More Budapest Scenes
We had a spare day in Budapest.  Here are some of the sights.









The Shoes Memorial.  It is in memory of the victims shot into the Danube River by Arrow Cross Militiammen in  1944-45.









The beautiful Széchenyi Chain Bridge on this trip.  
It was the first permanent bridge across the Danube River in Hungary, and was opened in 1849.
It was designed by an English engineer, William Tierney Clark and has the name of István Széchenyi, a major supporter of its construction.
 However it is most commonly known as the Chain Bridge.
I walked across on one side to Buda on the other side of the Danube River and back on the other side of the brige to Pest.





A Hungarian model was having a photo-shoot on the bridge.









There was a lion on each "corner" of the bridge.




























Liberty Bridge (Szabadság híd) was completed in 1896.
I walked across the Danube River from Pest to Buda and back again.
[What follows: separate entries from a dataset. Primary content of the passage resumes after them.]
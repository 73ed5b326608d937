//! CLI configuration file.
//!
//! ```toml
//! default_scale = 0.5
//! catalog = "sites.toml"
//! json = true
//! ```
//!
//! Every key is optional. Command-line flags override file values.

use std::fs;
use std::path::{Path, PathBuf};

use anyhow::{Context, Result};
use serde::{Deserialize, Serialize};
use yantra_core::coordinates::{DEFAULT_SCALE, SCALE_RANGE};
use yantra_core::{CalcError, SiteCatalog};

#[derive(Debug, Clone, PartialEq, Serialize, Deserialize)]
#[serde(default, deny_unknown_fields)]
pub struct CliConfig {
    /// Scale used when `--scale` is not given
    pub default_scale: f64,

    /// Site catalog file (TOML, or JSON by `.json` extension); built-in
    /// catalog when absent
    pub catalog: Option<PathBuf>,

    /// Emit JSON instead of text
    pub json: bool,
}

impl Default for CliConfig {
    fn default() -> Self {
        CliConfig {
            default_scale: DEFAULT_SCALE,
            catalog: None,
            json: false,
        }
    }
}

impl CliConfig {
    /// Read the config file, or use defaults when no path is given.
    pub fn load(path: Option<&Path>) -> Result<Self> {
        let Some(path) = path else {
            return Ok(CliConfig::default());
        };

        let text = fs::read_to_string(path)
            .with_context(|| format!("failed to read config file {}", path.display()))?;
        let mut config = CliConfig::from_toml_str(&text)
            .with_context(|| format!("invalid config file {}", path.display()))?;

        // Relative catalog paths are relative to the config file
        if let (Some(catalog), Some(dir)) = (&config.catalog, path.parent()) {
            if catalog.is_relative() {
                config.catalog = Some(dir.join(catalog));
            }
        }

        tracing::info!(path = %path.display(), "loaded config");
        Ok(config)
    }

    pub fn from_toml_str(text: &str) -> Result<Self> {
        let config: CliConfig = toml::from_str(text).map_err(CalcError::from)?;
        if !SCALE_RANGE.contains(&config.default_scale) {
            return Err(CalcError::validation(
                "default_scale",
                config.default_scale.to_string(),
                "0.1 to 10.0",
            )
            .into());
        }
        Ok(config)
    }

    /// The catalog named by `override_path`, else by the config, else the
    /// built-in one.
    pub fn site_catalog(&self, override_path: Option<&Path>) -> Result<SiteCatalog> {
        let Some(path) = override_path.or(self.catalog.as_deref()) else {
            return Ok(SiteCatalog::builtin().clone());
        };

        let text = fs::read_to_string(path)
            .with_context(|| format!("failed to read site catalog {}", path.display()))?;
        let is_json = path
            .extension()
            .is_some_and(|ext| ext.eq_ignore_ascii_case("json"));
        let catalog = if is_json {
            SiteCatalog::from_json_str(&text)
        } else {
            SiteCatalog::from_toml_str(&text)
        }
        .with_context(|| format!("invalid site catalog {}", path.display()))?;

        tracing::info!(path = %path.display(), sites = catalog.len(), "loaded site catalog");
        Ok(catalog)
    }
}
//! # Rama Yantra
//!
//! A pair of open cylindrical structures with a central pillar, used to read
//! the altitude and azimuth of celestial objects. Radial walls divide the
//! floor into equal azimuth sectors; the pillar's shadow on the walls and
//! floor gives altitude.
//!
//! All lengths are proportional to the Jaipur instrument (6 m radius at
//! scale 1). The sector count is a design constant and does not scale.

use crate::units::{Degrees, Meters};
use crate::yantras::YantraSpec;

pub const NAME: &str = "Rama Yantra";

/// Base radius at scale 1
pub const BASE_RADIUS: Meters = Meters(6.0);
const PILLAR_HEIGHT: Meters = Meters(4.5);
const WALL_HEIGHT: Meters = Meters(2.5);
const WALL_THICKNESS: Meters = Meters(0.3);

/// Azimuth sectors, one per 30°
pub const RADIAL_DIVISIONS: u32 = 12;

const MATERIALS: &[&str] = &[
    "Stone masonry",
    "Metal scale markings",
    "Plaster finish (smooth surface)",
];

const NOTES: &str = "Rama Yantra measures celestial coordinates in the horizontal system. \
Each radial wall represents a different azimuth direction. \
The height of shadow on the central pillar indicates altitude. \
Requires precise leveling and north-south alignment. \
Best used for tracking star positions and planetary observations.";

/// Compute the Rama Yantra for a latitude and scale.
pub fn calculate(latitude: f64, scale: f64) -> YantraSpec {
    let base_radius = BASE_RADIUS * scale;
    let pillar_height = PILLAR_HEIGHT * scale;

    YantraSpec::builder(NAME, "Cylindrical instrument for altitude-azimuth measurements")
        .length("base_radius", base_radius)
        .length("pillar_height", pillar_height)
        .length("wall_height", WALL_HEIGHT * scale)
        .length("wall_thickness", WALL_THICKNESS * scale)
        .length("total_diameter", base_radius * 2.0)
        .length("altitude_scale_length", pillar_height)
        .count("radial_divisions", RADIAL_DIVISIONS)
        .angle("radial_step_angle", Degrees(360.0 / RADIAL_DIVISIONS as f64))
        .angle("altitude_step_angle", Degrees(1.0))
        .angle("altitude_range", Degrees(90.0))
        .angle("azimuth_range", Degrees(360.0))
        .angle("latitude_correction", Degrees(latitude))
        .materials(MATERIALS)
        .notes(NOTES)
        .build()
}

#[cfg(test)]
mod tests {
    use super::*;

    #[test]
    fn test_reference_dimensions() {
        let spec = calculate(26.9247, 1.0);
        assert_eq!(spec.dimension("base_radius"), Some(6.0));
        assert_eq!(spec.dimension("pillar_height"), Some(4.5));
        assert_eq!(spec.dimension("wall_height"), Some(2.5));
        assert_eq!(spec.dimension("total_diameter"), Some(12.0));
        assert_eq!(spec.dimension("radial_divisions"), Some(12.0));
        assert_eq!(spec.angle("radial_step_angle"), Some(30.0));
    }

    #[test]
    fn test_divisions_do_not_scale() {
        let spec = calculate(26.9247, 2.5);
        assert_eq!(spec.dimension("radial_divisions"), Some(12.0));
        assert_eq!(spec.dimension("base_radius"), Some(15.0));
    }

    #[test]
    fn test_latitude_only_affects_correction_angle() {
        let a = calculate(10.0, 1.0);
        let b = calculate(-45.0, 1.0);
        assert_eq!(a.dimensions, b.dimensions);
        assert_eq!(b.angle("latitude_correction"), Some(-45.0));
    }

    #[test]
    fn test_equator_is_fine() {
        let spec = calculate(0.0, 1.0);
        assert!(spec.dimensions.values().all(|v| *v > 0.0));
    }
}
Elisabeth Bridge (Erzsébet híd) 
It is named after Elisabeth of Bavaria, a popular queen and empress of Austria-Hungary, who was assassinated in 1898.
The original, a decorative suspension bridge, was opened in 1903.
This original bridge, along with many other bridges all over the country, was blown up at the end of World War II by the retreating Germans.
It was the only bridge in Budapest that could not be rebuilt in its original form.

The currently slender white cable bridge was completed in 1964.

Another walk across the Danube River and back again.